There are six elements to a comprehensive risk and safety management strategy for dance schools and studios.
Proper safety practice begins with risk identification and management. When you understand your risks, you can take preventative measures:
- Create a policy for proper footwear. Too much cushion, or barefoot, is an injury risk. Display your footwear rules.
- Inspect floor daily for wet spots due to leaks.
- Waivers are important to safety in the sense that they help parents and adult participants understand the importance of their own safety education and measures. Consult an attorney on creating a proper, simple, yet effective waiver. It is worth the minimal cost. You may even tailor waivers to participant skill level.
Supervision of activity
Supervision is crucial, especially for studios that need a child and youth risk management strategy:
- Have warnings and disciplinary actions in place for those who break policy.
- Ensure appropriate instructor to student ratios for various age groups and skill levels.
- For any aerial activities, take extra precautions against falls.
Facilities and equipment
A fault in your facility can put you in the position as the responsible party for injuries or accidents. Take measures to be attentive to the condition of your facility and equipment at all times:
- Slip-and-fall: keep floor clean of food, debris, and tripping hazards. Confetti or other materials can make the floor slippery. Use recommended products to clean/wax the floor.
- If you find a leak, determine the origin and mark off the affected area until a repair man arrives.
- Get any wall or ceiling discoloration inspected.
- Never touch sprinkler heads.
Staff education and instruction
Make sure everyone – head instructors, instructors, and students – know their responsibility when it comes to facility rules and procedures.
Emergency response plans
Develop a plan specific to the activities which your studio offers. Plan for all-studio emergencies, such as a tornado, as well as individual medical emergencies.

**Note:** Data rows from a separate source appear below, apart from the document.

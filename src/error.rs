use crate::domain::submission::ValidationError;
use axum::{
    Json,
    extract::rejection::JsonRejection,
    http::StatusCode,
    response::{IntoResponse, Response},
};
use serde_json::json;
use thiserror::Error;

#[derive(Error, Debug)]
pub enum AppError {
    #[error(transparent)]
    Validation(#[from] ValidationError),
    #[error("{}", .0.body_text())]
    InvalidBody(#[from] JsonRejection),
    #[error("Endpoint not found")]
    NotFound,
    #[error("Internal server error: {0}")]
    Internal(String),
}

pub type Result<T> = std::result::Result<T, AppError>;

impl IntoResponse for AppError {
    fn into_response(self) -> Response {
        let (status, message) = match self {
            Self::Validation(e) => {
                tracing::debug!(error = %e, "Validation failed");
                (StatusCode::BAD_REQUEST, e.to_string())
            }
            Self::InvalidBody(rejection) => {
                tracing::debug!(error = %rejection.body_text(), "Invalid request body");
                (StatusCode::BAD_REQUEST, rejection.body_text())
            }
            Self::NotFound => {
                tracing::debug!("Endpoint not found");
                (StatusCode::NOT_FOUND, "Endpoint not found".to_string())
            }
            Self::Internal(msg) => {
                tracing::error!(message = %msg, "Internal server error occurred");
                (StatusCode::INTERNAL_SERVER_ERROR, "Internal server error".to_string())
            }
        };

        let body = Json(json!({
            "success": false,
            "error": message
        }));

        (status, body).into_response()
    }
}

#[cfg(test)]
mod tests {
    use super::*;

    async fn body_json(response: Response) -> serde_json::Value {
        let bytes = axum::body::to_bytes(response.into_body(), usize::MAX).await.unwrap();
        serde_json::from_slice(&bytes).unwrap()
    }

    #[tokio::test]
    async fn test_validation_maps_to_400_envelope() {
        let response = AppError::from(ValidationError::MissingFields(vec!["message"])).into_response();
        assert_eq!(response.status(), StatusCode::BAD_REQUEST);

        let body = body_json(response).await;
        assert_eq!(body, json!({"success": false, "error": "Missing required fields"}));
    }

    #[tokio::test]
    async fn test_internal_hides_detail() {
        let response = AppError::Internal("disk on fire".into()).into_response();
        assert_eq!(response.status(), StatusCode::INTERNAL_SERVER_ERROR);
        assert_eq!(body_json(response).await["error"], "Internal server error");
    }

    #[tokio::test]
    async fn test_not_found_envelope() {
        let response = AppError::NotFound.into_response();
        assert_eq!(response.status(), StatusCode::NOT_FOUND);
        assert_eq!(body_json(response).await["error"], "Endpoint not found");
    }
}
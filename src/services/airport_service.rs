use crate::adapters::airports::AmadeusClient;
use crate::domain::airport::Airport;
use std::sync::Arc;

pub const MIN_KEYWORD_LEN: usize = 2;

/// Airport search for the booking forms. Never fails: an unconfigured
/// client, a short keyword or an upstream error all yield no results.
#[derive(Clone, Debug)]
pub struct AirportService {
    client: Option<Arc<AmadeusClient>>,
}

impl AirportService {
    #[must_use]
    pub const fn new(client: Option<Arc<AmadeusClient>>) -> Self {
        Self { client }
    }

    #[must_use]
    pub const fn is_configured(&self) -> bool {
        self.client.is_some()
    }

    #[tracing::instrument(skip(self))]
    pub async fn search(&self, keyword: &str) -> Vec<Airport> {
        let keyword = keyword.trim();
        if keyword.chars().count() < MIN_KEYWORD_LEN {
            return Vec::new();
        }

        let Some(client) = &self.client else {
            tracing::debug!("Airport lookup is not configured");
            return Vec::new();
        };

        match client.search(keyword).await {
            Ok(airports) => airports,
            Err(e) => {
                tracing::warn!(error = %e, "Error searching airports");
                Vec::new()
            }
        }
    }
}
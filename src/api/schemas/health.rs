use serde::{Deserialize, Serialize};

#[derive(Debug, Serialize, Deserialize)]
#[serde(rename_all = "camelCase")]
pub struct HealthResponse {
    pub status: String,
    pub transport: String,
    pub logs: String,
}
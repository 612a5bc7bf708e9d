use crate::domain::message::OutboundMessage;
use async_trait::async_trait;
use std::time::Duration;
use thiserror::Error;

#[derive(Error, Debug)]
pub enum TransportError {
    #[error("Connection failed: {0}")]
    Connect(String),
    #[error("Authentication failed: {0}")]
    Auth(String),
    #[error("Timed out after {}s", .0.as_secs())]
    Timeout(Duration),
    #[error("Rejected by server: {0}")]
    Rejected(String),
    #[error("Message could not be built: {0}")]
    Message(String),
    #[error("Transport error: {0}")]
    Other(#[from] anyhow::Error),
}

#[async_trait]
pub trait MailTransport: Send + Sync + std::fmt::Debug {
    /// Short label used in logs and metrics.
    fn name(&self) -> &str;

    /// Sends a message and returns the transport-assigned message id.
    ///
    /// # Errors
    /// Returns a `TransportError` describing why the message was not accepted.
    async fn send(&self, message: &OutboundMessage) -> Result<String, TransportError>;

    /// Verifies the transport is reachable without sending anything.
    ///
    /// # Errors
    /// Returns a `TransportError` if the server cannot be reached or refuses the session.
    async fn check(&self) -> Result<(), TransportError> {
        Ok(())
    }
}
pub mod airports;
pub mod mail;
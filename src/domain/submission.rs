use crate::domain::airport::Airport;
use crate::domain::request_log::LogEndpoint;
use lettre::Address;
use thiserror::Error;

#[derive(Error, Debug, Clone, PartialEq, Eq)]
pub enum ValidationError {
    #[error("Missing required fields")]
    MissingFields(Vec<&'static str>),
    #[error("Invalid email address")]
    InvalidEmail,
    #[error("Invalid trip type")]
    InvalidTripType,
}

#[derive(Debug, Clone, Copy, PartialEq, Eq)]
pub enum TripType {
    RoundTrip,
    OneWay,
    MultiCity,
}

impl TripType {
    #[must_use]
    pub const fn label(self) -> &'static str {
        match self {
            Self::RoundTrip => "Round Trip",
            Self::OneWay => "One Way",
            Self::MultiCity => "Multi City",
        }
    }
}

impl std::str::FromStr for TripType {
    type Err = ValidationError;

    fn from_str(s: &str) -> Result<Self, Self::Err> {
        match s {
            "roundTrip" => Ok(Self::RoundTrip),
            "oneWay" => Ok(Self::OneWay),
            "multiCity" => Ok(Self::MultiCity),
            _ => Err(ValidationError::InvalidTripType),
        }
    }
}

#[derive(Debug, Clone, PartialEq, Eq)]
pub struct FlightSegment {
    pub from: Option<Airport>,
    pub to: Option<Airport>,
    pub date: Option<String>,
}

#[derive(Debug, Clone, Copy, Default, PartialEq, Eq)]
pub struct PassengerCounts {
    pub adult: u32,
    pub child: u32,
    pub infant: u32,
}

impl PassengerCounts {
    #[must_use]
    pub const fn total(&self) -> u32 {
        self.adult.saturating_add(self.child).saturating_add(self.infant)
    }
}

#[derive(Debug, Clone, PartialEq, Eq)]
pub struct ContactRequest {
    pub name: String,
    pub email: Address,
    pub phone: Option<String>,
    pub subject: String,
    pub message: String,
}

#[derive(Debug, Clone, PartialEq, Eq)]
pub struct AirTicketRequest {
    pub first_name: String,
    pub last_name: String,
    pub email: Address,
    pub phone: Option<String>,
    pub trip_type: TripType,
    pub from_airport: Option<Airport>,
    pub to_airport: Option<Airport>,
    pub departure_date: Option<String>,
    pub return_date: Option<String>,
    pub flight_segments: Vec<FlightSegment>,
    pub passenger_counts: Option<PassengerCounts>,
    pub baggage: Option<String>,
}

#[derive(Debug, Clone, PartialEq, Eq)]
pub struct AirClaimRequest {
    pub first_name: String,
    pub last_name: String,
    pub email: Address,
    pub phone: Option<String>,
    pub flight_number: String,
    pub departure_airport: Option<String>,
    pub arrival_airport: Option<String>,
    pub flight_date: Option<String>,
    pub issue_type: Option<String>,
    pub description: Option<String>,
    pub booking_reference: Option<String>,
}

/// A validated lead-capture form.
#[derive(Debug, Clone, PartialEq, Eq)]
pub enum FormSubmission {
    Contact(ContactRequest),
    AirTicket(AirTicketRequest),
    AirClaim(AirClaimRequest),
}

impl FormSubmission {
    #[must_use]
    pub const fn email(&self) -> &Address {
        match self {
            Self::Contact(c) => &c.email,
            Self::AirTicket(t) => &t.email,
            Self::AirClaim(c) => &c.email,
        }
    }

    #[must_use]
    pub const fn endpoint(&self) -> LogEndpoint {
        match self {
            Self::Contact(_) => LogEndpoint::Contact,
            Self::AirTicket(_) => LogEndpoint::AirTicket,
            Self::AirClaim(_) => LogEndpoint::AirClaim,
        }
    }

    /// Response message returned to the browser once the form is accepted.
    #[must_use]
    pub const fn acknowledgement(&self) -> &'static str {
        match self {
            Self::Contact(_) => "Contact form processed successfully",
            Self::AirTicket(_) => "Air ticket form processed successfully",
            Self::AirClaim(_) => "Air claim form processed successfully",
        }
    }

    /// One-line description used in the request log.
    #[must_use]
    pub fn summary(&self) -> String {
        match self {
            Self::Contact(c) => format!("{}, subject: {}", c.email, c.subject),
            Self::AirTicket(t) => format!("{}, trip type: {}", t.email, t.trip_type.label()),
            Self::AirClaim(c) => format!("{}, flight number: {}", c.email, c.flight_number),
        }
    }
}

/// A raw notification request: the caller supplies the rendered HTML.
#[derive(Debug, Clone, PartialEq, Eq)]
pub struct EmailRequest {
    pub to: Address,
    pub subject: String,
    pub html: String,
}
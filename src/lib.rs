#![forbid(unsafe_code)]
#![warn(clippy::all)]
#![warn(clippy::pedantic)]
#![warn(clippy::nursery)]
#![warn(clippy::unwrap_used)]
#![warn(clippy::todo)]
#![warn(clippy::panic)]
#![warn(clippy::dbg_macro)]
#![warn(clippy::print_stdout)]
#![warn(clippy::print_stderr)]
#![warn(clippy::clone_on_ref_ptr)]
#![warn(unreachable_pub)]
#![warn(missing_debug_implementations)]
#![warn(unused_qualifications)]
#![deny(unused_must_use)]

use crate::adapters::airports::AmadeusClient;
use crate::adapters::mail::{SmtpMailTransport, SmtpSettings};
use crate::api::ServiceContainer;
use crate::config::Config;
use crate::services::airport_service::AirportService;
use crate::services::composer::Composer;
use crate::services::delivery::policy::DeliveryPolicy;
use crate::services::delivery::transport::MailTransport;
use crate::services::health_service::HealthService;
use crate::services::rate_limit_service::RateLimitService;
use crate::services::request_log::RequestLog;
use crate::services::submission_service::SubmissionService;
use anyhow::Context;
use lettre::Address;
use std::sync::Arc;
use std::time::Duration;
use tokio::sync::watch;

pub mod adapters;
pub mod api;
pub mod config;
pub mod domain;
pub mod error;
pub mod services;
pub mod telemetry;

type Transports = (Arc<dyn MailTransport>, Option<Arc<dyn MailTransport>>);

/// Wires configuration and transports into the service graph.
#[derive(Debug)]
pub struct AppBuilder {
    config: Config,
    transports: Option<Transports>,
}

#[derive(Debug)]
pub struct App {
    pub services: ServiceContainer,
    pub health_service: HealthService,
    pub request_log: RequestLog,
}

impl AppBuilder {
    #[must_use]
    pub const fn new(config: Config) -> Self {
        Self { config, transports: None }
    }

    /// Replaces the SMTP transports that would otherwise be built from configuration.
    #[must_use]
    pub fn with_transports(mut self, primary: Arc<dyn MailTransport>, secondary: Option<Arc<dyn MailTransport>>) -> Self {
        self.transports = Some((primary, secondary));
        self
    }

    fn smtp_transports(config: &Config) -> anyhow::Result<Transports> {
        let timeout = Duration::from_secs(config.mail.delivery_timeout_secs);

        let primary_settings = SmtpSettings::primary(&config.smtp, &config.mail.from_name, timeout);
        let primary: Arc<dyn MailTransport> = Arc::new(SmtpMailTransport::new("primary", &primary_settings)?);

        let secondary = SmtpSettings::fallback(&config.fallback_smtp, &config.smtp, &config.mail.from_name, timeout)
            .map(|settings| SmtpMailTransport::new("fallback", &settings))
            .transpose()?
            .map(|t| Arc::new(t) as Arc<dyn MailTransport>);

        Ok((primary, secondary))
    }

    /// # Errors
    /// Returns an error if the operational address is invalid or a transport
    /// or the airport lookup client cannot be constructed.
    pub fn build(self) -> anyhow::Result<App> {
        let config = self.config;

        let operations_address: Address = config
            .mail
            .operations_address
            .parse()
            .with_context(|| format!("invalid operations address: {}", config.mail.operations_address))?;

        let (primary, secondary) = match self.transports {
            Some(t) => t,
            None => Self::smtp_transports(&config)?,
        };
        if secondary.is_none() {
            tracing::info!("No fallback transport configured; failed deliveries go straight to the admin copy");
        }

        let request_log = RequestLog::new(&config.request_log.dir);
        let policy = DeliveryPolicy::new(
            Arc::clone(&primary),
            secondary,
            operations_address.clone(),
            Duration::from_secs(config.mail.delivery_timeout_secs),
            request_log.clone(),
        );
        let composer = Composer::new(operations_address, config.mail.from_name.clone())?;

        let airport_client = AmadeusClient::from_config(&config.airports)?.map(Arc::new);

        let services = ServiceContainer {
            submission_service: SubmissionService::new(composer, policy, request_log.clone()),
            airport_service: AirportService::new(airport_client),
            rate_limit_service: RateLimitService::new(config.server.trusted_proxies.clone()),
        };
        let health_service = HealthService::new(primary, request_log.clone(), config.health);

        Ok(App { services, health_service, request_log })
    }
}

/// Flips the shutdown channel on SIGINT or SIGTERM.
pub fn spawn_signal_handler(shutdown_tx: watch::Sender<bool>) {
    tokio::spawn(async move {
        let ctrl_c = async {
            if let Err(e) = tokio::signal::ctrl_c().await {
                tracing::error!(error = %e, "Failed to install Ctrl+C handler");
                std::future::pending::<()>().await;
            }
        };

        #[cfg(unix)]
        let terminate = async {
            match tokio::signal::unix::signal(tokio::signal::unix::SignalKind::terminate()) {
                Ok(mut signal) => {
                    signal.recv().await;
                }
                Err(e) => {
                    tracing::error!(error = %e, "Failed to install SIGTERM handler");
                    std::future::pending::<()>().await;
                }
            }
        };

        #[cfg(not(unix))]
        let terminate = std::future::pending::<()>();

        tokio::select! {
            () = ctrl_c => {},
            () = terminate => {},
        }

        tracing::info!("Shutdown signal received");
        let _ = shutdown_tx.send(true);
    });
}

/// Routes panics through `tracing` so they reach the structured log.
pub fn setup_panic_hook() {
    std::panic::set_hook(Box::new(|info| {
        let payload = info
            .payload()
            .downcast_ref::<&str>()
            .map(ToString::to_string)
            .or_else(|| info.payload().downcast_ref::<String>().cloned())
            .unwrap_or_else(|| "unknown panic payload".to_string());
        let location = info.location().map(ToString::to_string).unwrap_or_default();

        tracing::error!(panic.payload = %payload, panic.location = %location, "Panic occurred");
    }));
}
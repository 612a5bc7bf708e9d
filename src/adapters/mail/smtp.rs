use crate::config::{FallbackSmtpConfig, SmtpConfig, TlsMode};
use crate::domain::message::{OutboundMessage, RecipientRole};
use crate::services::delivery::transport::{MailTransport, TransportError};
use anyhow::Context;
use async_trait::async_trait;
use lettre::message::header::ContentType;
use lettre::message::{Mailbox, Message};
use lettre::transport::smtp::authentication::Credentials;
use lettre::transport::smtp::client::{Tls, TlsParameters};
use lettre::{Address, AsyncSmtpTransport, AsyncTransport, Tokio1Executor};
use std::time::Duration;
use uuid::Uuid;

/// Everything needed to open an SMTP session.
#[derive(Clone)]
pub struct SmtpSettings {
    pub host: String,
    pub port: u16,
    pub username: Option<String>,
    pub password: Option<String>,
    pub from_address: String,
    pub from_name: String,
    pub tls: TlsMode,
    pub accept_invalid_certs: bool,
    pub timeout: Duration,
}

impl SmtpSettings {
    #[must_use]
    pub fn primary(config: &SmtpConfig, from_name: &str, timeout: Duration) -> Self {
        Self {
            host: config.host.clone(),
            port: config.port,
            username: config.username.clone(),
            password: config.password.clone(),
            from_address: config.from_address.clone(),
            from_name: from_name.to_string(),
            tls: config.tls,
            accept_invalid_certs: config.accept_invalid_certs,
            timeout,
        }
    }

    /// Secondary transport settings. Missing credentials and sender inherit
    /// from the primary transport. Returns `None` when no host is configured.
    #[must_use]
    pub fn fallback(
        config: &FallbackSmtpConfig,
        primary: &SmtpConfig,
        from_name: &str,
        timeout: Duration,
    ) -> Option<Self> {
        let host = config.host.clone()?;
        Some(Self {
            host,
            port: config.port,
            username: config.username.clone().or_else(|| primary.username.clone()),
            password: config.password.clone().or_else(|| primary.password.clone()),
            from_address: config.from_address.clone().unwrap_or_else(|| primary.from_address.clone()),
            from_name: from_name.to_string(),
            tls: config.tls,
            accept_invalid_certs: config.accept_invalid_certs,
            timeout,
        })
    }
}

impl std::fmt::Debug for SmtpSettings {
    fn fmt(&self, f: &mut std::fmt::Formatter<'_>) -> std::fmt::Result {
        f.debug_struct("SmtpSettings")
            .field("host", &self.host)
            .field("port", &self.port)
            .field("username", &self.username)
            .field("password", &self.password.as_ref().map(|_| "<redacted>"))
            .field("from_address", &self.from_address)
            .field("tls", &self.tls)
            .field("accept_invalid_certs", &self.accept_invalid_certs)
            .finish_non_exhaustive()
    }
}

pub struct SmtpMailTransport {
    name: String,
    transport: AsyncSmtpTransport<Tokio1Executor>,
    from: Mailbox,
    timeout: Duration,
}

impl SmtpMailTransport {
    /// # Errors
    /// Returns an error if the sender address is invalid, the TLS parameters
    /// cannot be built, or only one half of the credentials is set.
    pub fn new(name: impl Into<String>, settings: &SmtpSettings) -> anyhow::Result<Self> {
        let name = name.into();
        let from_address: Address = settings
            .from_address
            .parse()
            .with_context(|| format!("invalid sender address for {name} transport: {}", settings.from_address))?;

        let tls = match settings.tls {
            TlsMode::None => Tls::None,
            mode => {
                let params = TlsParameters::builder(settings.host.clone())
                    .dangerous_accept_invalid_certs(settings.accept_invalid_certs)
                    .build()
                    .with_context(|| format!("TLS configuration error for {name} transport"))?;
                if mode == TlsMode::Tls { Tls::Wrapper(params) } else { Tls::Required(params) }
            }
        };

        let builder = AsyncSmtpTransport::<Tokio1Executor>::builder_dangerous(&settings.host)
            .port(settings.port)
            .tls(tls)
            .timeout(Some(settings.timeout));

        let builder = match (&settings.username, &settings.password) {
            (Some(u), Some(p)) => builder.credentials(Credentials::new(u.clone(), p.clone())),
            (None, None) => builder,
            _ => anyhow::bail!("{name} transport needs both username and password, or neither"),
        };

        tracing::debug!(transport = %name, settings = ?settings, "SMTP transport configured");

        Ok(Self {
            name,
            transport: builder.build(),
            from: Mailbox::new(Some(settings.from_name.clone()), from_address),
            timeout: settings.timeout,
        })
    }

    fn build_message(&self, message: &OutboundMessage, message_id: String) -> Result<Message, TransportError> {
        let mut builder = Message::builder().message_id(Some(message_id)).from(self.from.clone());

        for recipient in message.recipients() {
            let mailbox = Mailbox::new(None, recipient.address.clone());
            builder = match recipient.role {
                RecipientRole::To => builder.to(mailbox),
                RecipientRole::Cc => builder.cc(mailbox),
                RecipientRole::Bcc => builder.bcc(mailbox),
            };
        }
        if let Some(reply_to) = message.reply_to() {
            builder = builder.reply_to(Mailbox::new(None, reply_to.clone()));
        }

        builder
            .subject(message.subject())
            .header(ContentType::TEXT_HTML)
            .body(message.body().to_string())
            .map_err(|e| TransportError::Message(e.to_string()))
    }

    fn classify(&self, error: &lettre::transport::smtp::Error) -> TransportError {
        if error.is_timeout() {
            return TransportError::Timeout(self.timeout);
        }
        match error.status().map(|code| code.to_string()) {
            Some(code) if matches!(code.as_str(), "530" | "534" | "535") => TransportError::Auth(error.to_string()),
            Some(_) => TransportError::Rejected(error.to_string()),
            None => TransportError::Connect(error.to_string()),
        }
    }
}

impl std::fmt::Debug for SmtpMailTransport {
    fn fmt(&self, f: &mut std::fmt::Formatter<'_>) -> std::fmt::Result {
        f.debug_struct("SmtpMailTransport")
            .field("name", &self.name)
            .field("from", &self.from.to_string())
            .finish_non_exhaustive()
    }
}

#[async_trait]
impl MailTransport for SmtpMailTransport {
    fn name(&self) -> &str {
        &self.name
    }

    async fn send(&self, message: &OutboundMessage) -> Result<String, TransportError> {
        let message_id = format!("<{}@{}>", Uuid::new_v4(), self.from.email.domain());
        let email = self.build_message(message, message_id.clone())?;

        let response = self.transport.send(email).await.map_err(|e| self.classify(&e))?;
        tracing::debug!(transport = %self.name, code = %response.code(), "SMTP server accepted message");

        Ok(message_id)
    }

    async fn check(&self) -> Result<(), TransportError> {
        match self.transport.test_connection().await {
            Ok(true) => Ok(()),
            Ok(false) => Err(TransportError::Connect("server did not accept the session".to_string())),
            Err(e) => Err(self.classify(&e)),
        }
    }
}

A plan should have 3 basic elements: 1) tasks to execute, 2) people assigned to execute them, and 3) a document that outlines 1 and 2 in a simple, concise format.
You can run it by the community’s emergency personnel for proofing and to help you identify what equipment you need (e.g., fire extinguishers). For instance, speak to your local fire department for advice and guidance on your facility, such as making sure emergency exit signs are clearly visible.
Once you have a final document, practice it! For example, students and staff should participate in quarterly fire drills.
Proper Insurance Coverage
Finally, make sure you have dance school insurance. Your coverage should include both accident and liability, and be tailored to dance studios specifically. Be sure you have an agent who will walk you through the coverage so you understand it clearly.